*WHAT TO DO*. Filter the records below, keeping only lines with the string "between".

(Excerpts from a dataset)
══════

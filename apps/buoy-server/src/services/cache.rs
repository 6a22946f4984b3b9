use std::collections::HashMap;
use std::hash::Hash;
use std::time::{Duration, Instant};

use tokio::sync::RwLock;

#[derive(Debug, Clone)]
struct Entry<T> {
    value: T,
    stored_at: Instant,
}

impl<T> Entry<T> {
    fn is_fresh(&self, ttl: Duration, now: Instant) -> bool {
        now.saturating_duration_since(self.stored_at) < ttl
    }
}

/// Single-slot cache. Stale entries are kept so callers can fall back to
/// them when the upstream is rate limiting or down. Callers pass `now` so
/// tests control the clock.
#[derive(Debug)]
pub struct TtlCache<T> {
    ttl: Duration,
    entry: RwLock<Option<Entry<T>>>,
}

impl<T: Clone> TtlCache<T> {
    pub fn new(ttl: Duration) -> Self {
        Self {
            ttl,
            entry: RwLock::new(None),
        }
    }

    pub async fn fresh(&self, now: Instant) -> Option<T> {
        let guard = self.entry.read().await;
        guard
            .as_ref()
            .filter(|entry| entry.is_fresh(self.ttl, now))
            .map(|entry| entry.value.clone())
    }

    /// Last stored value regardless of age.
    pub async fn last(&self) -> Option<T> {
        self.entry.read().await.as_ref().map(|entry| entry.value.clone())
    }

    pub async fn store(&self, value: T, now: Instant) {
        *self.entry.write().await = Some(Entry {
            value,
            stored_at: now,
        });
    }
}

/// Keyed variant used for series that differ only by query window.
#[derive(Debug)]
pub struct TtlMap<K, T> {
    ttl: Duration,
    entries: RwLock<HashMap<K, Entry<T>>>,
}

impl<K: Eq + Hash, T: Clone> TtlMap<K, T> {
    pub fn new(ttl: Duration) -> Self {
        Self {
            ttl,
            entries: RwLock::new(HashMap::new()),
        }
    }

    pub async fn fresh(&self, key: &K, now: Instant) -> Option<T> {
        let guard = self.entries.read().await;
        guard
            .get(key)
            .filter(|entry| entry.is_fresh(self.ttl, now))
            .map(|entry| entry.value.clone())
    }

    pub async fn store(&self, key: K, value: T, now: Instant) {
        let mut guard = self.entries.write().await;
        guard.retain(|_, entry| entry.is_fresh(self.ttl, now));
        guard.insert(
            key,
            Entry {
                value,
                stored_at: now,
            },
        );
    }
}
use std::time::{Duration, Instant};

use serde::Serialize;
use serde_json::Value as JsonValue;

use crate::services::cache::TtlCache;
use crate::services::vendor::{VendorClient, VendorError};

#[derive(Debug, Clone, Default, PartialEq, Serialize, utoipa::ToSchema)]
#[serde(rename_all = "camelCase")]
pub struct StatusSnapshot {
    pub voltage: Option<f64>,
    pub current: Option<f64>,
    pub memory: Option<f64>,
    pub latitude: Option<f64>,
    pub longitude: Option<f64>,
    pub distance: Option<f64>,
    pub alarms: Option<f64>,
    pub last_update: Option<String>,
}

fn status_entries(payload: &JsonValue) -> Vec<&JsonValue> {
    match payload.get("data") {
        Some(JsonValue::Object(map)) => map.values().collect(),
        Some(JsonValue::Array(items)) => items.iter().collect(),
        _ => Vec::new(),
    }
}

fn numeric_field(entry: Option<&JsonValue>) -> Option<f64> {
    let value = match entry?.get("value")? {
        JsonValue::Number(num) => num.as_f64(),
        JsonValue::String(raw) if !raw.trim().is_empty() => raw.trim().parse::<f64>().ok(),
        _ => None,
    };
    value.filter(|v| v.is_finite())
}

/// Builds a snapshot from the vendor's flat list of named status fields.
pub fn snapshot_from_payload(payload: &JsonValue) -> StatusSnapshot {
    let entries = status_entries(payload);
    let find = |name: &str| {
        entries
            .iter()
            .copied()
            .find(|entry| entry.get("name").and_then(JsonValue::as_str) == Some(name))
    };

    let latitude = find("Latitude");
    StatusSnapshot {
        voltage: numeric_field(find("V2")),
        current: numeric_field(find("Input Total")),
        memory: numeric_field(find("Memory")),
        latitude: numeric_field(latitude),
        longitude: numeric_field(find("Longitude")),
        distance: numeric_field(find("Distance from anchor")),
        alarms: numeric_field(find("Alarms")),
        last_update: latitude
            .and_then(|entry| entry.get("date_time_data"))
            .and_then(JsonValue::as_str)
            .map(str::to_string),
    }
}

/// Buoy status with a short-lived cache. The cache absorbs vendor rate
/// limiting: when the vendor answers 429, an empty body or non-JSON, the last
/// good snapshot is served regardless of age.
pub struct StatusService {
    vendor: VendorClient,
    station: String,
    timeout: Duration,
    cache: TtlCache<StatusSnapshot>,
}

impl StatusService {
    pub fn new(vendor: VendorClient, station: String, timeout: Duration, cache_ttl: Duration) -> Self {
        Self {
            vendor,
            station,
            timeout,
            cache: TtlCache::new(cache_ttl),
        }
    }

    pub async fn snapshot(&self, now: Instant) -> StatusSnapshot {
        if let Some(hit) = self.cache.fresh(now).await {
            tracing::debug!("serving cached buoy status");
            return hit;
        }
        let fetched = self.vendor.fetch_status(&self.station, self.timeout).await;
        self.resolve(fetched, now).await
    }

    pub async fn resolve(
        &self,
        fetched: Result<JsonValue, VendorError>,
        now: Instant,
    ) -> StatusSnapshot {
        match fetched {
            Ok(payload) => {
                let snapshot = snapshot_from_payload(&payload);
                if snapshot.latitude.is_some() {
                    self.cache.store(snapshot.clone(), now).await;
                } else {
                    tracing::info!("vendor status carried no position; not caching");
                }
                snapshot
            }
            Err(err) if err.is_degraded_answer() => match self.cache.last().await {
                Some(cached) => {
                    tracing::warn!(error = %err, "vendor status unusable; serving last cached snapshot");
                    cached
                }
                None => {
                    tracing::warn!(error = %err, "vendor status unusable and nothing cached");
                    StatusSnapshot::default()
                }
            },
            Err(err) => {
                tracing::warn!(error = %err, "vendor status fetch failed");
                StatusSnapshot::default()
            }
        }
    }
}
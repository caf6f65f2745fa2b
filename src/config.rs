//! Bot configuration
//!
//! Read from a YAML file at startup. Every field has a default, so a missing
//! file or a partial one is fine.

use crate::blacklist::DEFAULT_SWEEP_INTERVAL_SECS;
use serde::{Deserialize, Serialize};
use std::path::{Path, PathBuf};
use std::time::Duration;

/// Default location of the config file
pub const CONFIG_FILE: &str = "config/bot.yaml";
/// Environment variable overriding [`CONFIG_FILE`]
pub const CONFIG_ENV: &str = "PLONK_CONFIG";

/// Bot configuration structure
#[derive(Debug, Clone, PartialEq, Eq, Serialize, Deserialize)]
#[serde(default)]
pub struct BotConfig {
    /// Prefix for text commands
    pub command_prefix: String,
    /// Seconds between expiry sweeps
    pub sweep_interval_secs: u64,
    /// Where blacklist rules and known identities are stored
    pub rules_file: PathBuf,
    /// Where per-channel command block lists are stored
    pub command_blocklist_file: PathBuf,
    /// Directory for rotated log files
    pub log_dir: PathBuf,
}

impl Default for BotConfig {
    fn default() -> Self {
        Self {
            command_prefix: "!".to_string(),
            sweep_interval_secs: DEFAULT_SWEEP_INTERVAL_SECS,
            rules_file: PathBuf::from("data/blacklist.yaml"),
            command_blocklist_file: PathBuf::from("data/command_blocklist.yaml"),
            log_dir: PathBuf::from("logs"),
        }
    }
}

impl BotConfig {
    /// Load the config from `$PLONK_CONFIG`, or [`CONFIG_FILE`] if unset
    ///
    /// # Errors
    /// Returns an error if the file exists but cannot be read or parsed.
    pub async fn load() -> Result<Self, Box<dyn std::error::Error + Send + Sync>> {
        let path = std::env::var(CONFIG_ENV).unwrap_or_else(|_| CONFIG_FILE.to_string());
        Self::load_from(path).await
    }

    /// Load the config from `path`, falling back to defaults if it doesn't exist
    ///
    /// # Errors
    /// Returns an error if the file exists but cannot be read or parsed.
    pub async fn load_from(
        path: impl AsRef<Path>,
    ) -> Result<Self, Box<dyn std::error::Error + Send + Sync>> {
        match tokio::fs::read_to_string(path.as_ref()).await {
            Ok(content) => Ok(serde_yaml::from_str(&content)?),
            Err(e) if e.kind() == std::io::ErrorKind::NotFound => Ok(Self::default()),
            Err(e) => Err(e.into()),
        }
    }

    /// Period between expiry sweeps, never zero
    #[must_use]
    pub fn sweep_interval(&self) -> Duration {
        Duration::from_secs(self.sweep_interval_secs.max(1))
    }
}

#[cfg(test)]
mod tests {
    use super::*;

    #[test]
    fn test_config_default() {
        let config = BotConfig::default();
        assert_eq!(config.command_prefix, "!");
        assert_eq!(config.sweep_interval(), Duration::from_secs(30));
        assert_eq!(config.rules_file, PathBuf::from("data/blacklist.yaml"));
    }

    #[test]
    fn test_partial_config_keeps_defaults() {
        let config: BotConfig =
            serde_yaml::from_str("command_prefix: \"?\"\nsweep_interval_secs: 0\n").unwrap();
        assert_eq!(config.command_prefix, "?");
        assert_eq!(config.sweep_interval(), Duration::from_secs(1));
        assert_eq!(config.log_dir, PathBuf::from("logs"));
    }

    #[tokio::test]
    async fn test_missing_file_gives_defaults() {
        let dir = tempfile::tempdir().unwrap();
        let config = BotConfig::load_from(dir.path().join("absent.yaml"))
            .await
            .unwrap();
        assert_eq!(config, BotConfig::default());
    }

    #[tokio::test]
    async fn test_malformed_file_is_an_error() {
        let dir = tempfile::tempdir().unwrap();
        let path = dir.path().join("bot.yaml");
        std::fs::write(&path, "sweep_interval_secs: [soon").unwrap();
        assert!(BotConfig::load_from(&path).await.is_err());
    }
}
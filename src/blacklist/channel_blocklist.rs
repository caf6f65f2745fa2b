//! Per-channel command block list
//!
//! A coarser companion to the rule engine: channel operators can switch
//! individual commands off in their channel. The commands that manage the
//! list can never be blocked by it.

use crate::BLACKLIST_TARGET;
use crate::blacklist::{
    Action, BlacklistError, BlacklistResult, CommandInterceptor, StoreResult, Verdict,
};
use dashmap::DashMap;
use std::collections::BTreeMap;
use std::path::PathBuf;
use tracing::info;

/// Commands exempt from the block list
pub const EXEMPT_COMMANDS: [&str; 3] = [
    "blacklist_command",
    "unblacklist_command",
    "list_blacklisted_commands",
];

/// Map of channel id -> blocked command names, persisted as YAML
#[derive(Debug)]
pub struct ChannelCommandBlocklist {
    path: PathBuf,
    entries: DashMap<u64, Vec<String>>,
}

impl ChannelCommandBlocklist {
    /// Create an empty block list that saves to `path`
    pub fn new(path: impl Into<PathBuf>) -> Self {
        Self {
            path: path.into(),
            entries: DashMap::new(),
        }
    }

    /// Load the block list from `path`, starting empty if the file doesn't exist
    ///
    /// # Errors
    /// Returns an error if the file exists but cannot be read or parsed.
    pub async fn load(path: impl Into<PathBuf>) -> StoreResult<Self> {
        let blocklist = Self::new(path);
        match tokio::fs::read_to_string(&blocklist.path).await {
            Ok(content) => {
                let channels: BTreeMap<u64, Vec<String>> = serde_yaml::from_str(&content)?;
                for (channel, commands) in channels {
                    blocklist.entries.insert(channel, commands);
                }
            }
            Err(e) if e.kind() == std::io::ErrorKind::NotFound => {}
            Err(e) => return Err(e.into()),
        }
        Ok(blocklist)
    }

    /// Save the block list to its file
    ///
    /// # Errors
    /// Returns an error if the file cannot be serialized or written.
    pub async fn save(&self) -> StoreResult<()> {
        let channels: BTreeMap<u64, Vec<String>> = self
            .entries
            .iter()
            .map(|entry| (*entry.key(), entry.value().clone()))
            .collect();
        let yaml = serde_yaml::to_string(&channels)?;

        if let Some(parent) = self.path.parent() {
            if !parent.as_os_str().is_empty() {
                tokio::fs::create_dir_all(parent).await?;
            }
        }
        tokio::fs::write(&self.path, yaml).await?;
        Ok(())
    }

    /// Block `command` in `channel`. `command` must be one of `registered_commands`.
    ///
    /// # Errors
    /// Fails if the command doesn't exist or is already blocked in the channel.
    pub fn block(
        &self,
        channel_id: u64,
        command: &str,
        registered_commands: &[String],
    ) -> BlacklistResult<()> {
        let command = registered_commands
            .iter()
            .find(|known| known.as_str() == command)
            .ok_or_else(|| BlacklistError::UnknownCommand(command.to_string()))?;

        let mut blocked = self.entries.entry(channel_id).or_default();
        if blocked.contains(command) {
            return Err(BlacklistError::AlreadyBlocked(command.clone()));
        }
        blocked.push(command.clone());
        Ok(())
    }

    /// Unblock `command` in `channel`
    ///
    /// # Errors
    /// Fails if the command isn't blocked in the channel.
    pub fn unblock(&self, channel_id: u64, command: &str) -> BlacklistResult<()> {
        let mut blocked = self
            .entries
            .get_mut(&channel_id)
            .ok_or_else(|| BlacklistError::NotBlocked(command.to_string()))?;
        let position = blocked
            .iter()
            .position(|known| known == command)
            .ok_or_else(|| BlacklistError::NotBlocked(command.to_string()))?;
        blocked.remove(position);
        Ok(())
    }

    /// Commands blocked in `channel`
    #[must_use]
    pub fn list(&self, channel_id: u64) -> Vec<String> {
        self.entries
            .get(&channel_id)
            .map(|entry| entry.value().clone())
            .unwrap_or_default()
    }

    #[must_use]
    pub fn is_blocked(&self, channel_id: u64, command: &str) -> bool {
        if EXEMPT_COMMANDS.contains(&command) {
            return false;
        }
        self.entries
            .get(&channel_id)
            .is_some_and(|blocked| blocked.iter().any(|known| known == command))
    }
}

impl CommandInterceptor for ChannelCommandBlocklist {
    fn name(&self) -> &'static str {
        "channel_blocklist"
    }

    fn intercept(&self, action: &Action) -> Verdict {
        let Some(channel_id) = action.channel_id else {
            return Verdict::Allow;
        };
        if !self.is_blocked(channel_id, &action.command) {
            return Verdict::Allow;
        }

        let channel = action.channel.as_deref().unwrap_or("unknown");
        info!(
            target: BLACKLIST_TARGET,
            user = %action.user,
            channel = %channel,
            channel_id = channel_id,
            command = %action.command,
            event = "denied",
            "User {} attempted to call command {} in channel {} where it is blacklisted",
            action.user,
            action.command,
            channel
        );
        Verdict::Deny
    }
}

══════

*RESPONSE BOX*.
    /// Seconds between expiry sweeps
    /// Period between expiry sweeps, never zero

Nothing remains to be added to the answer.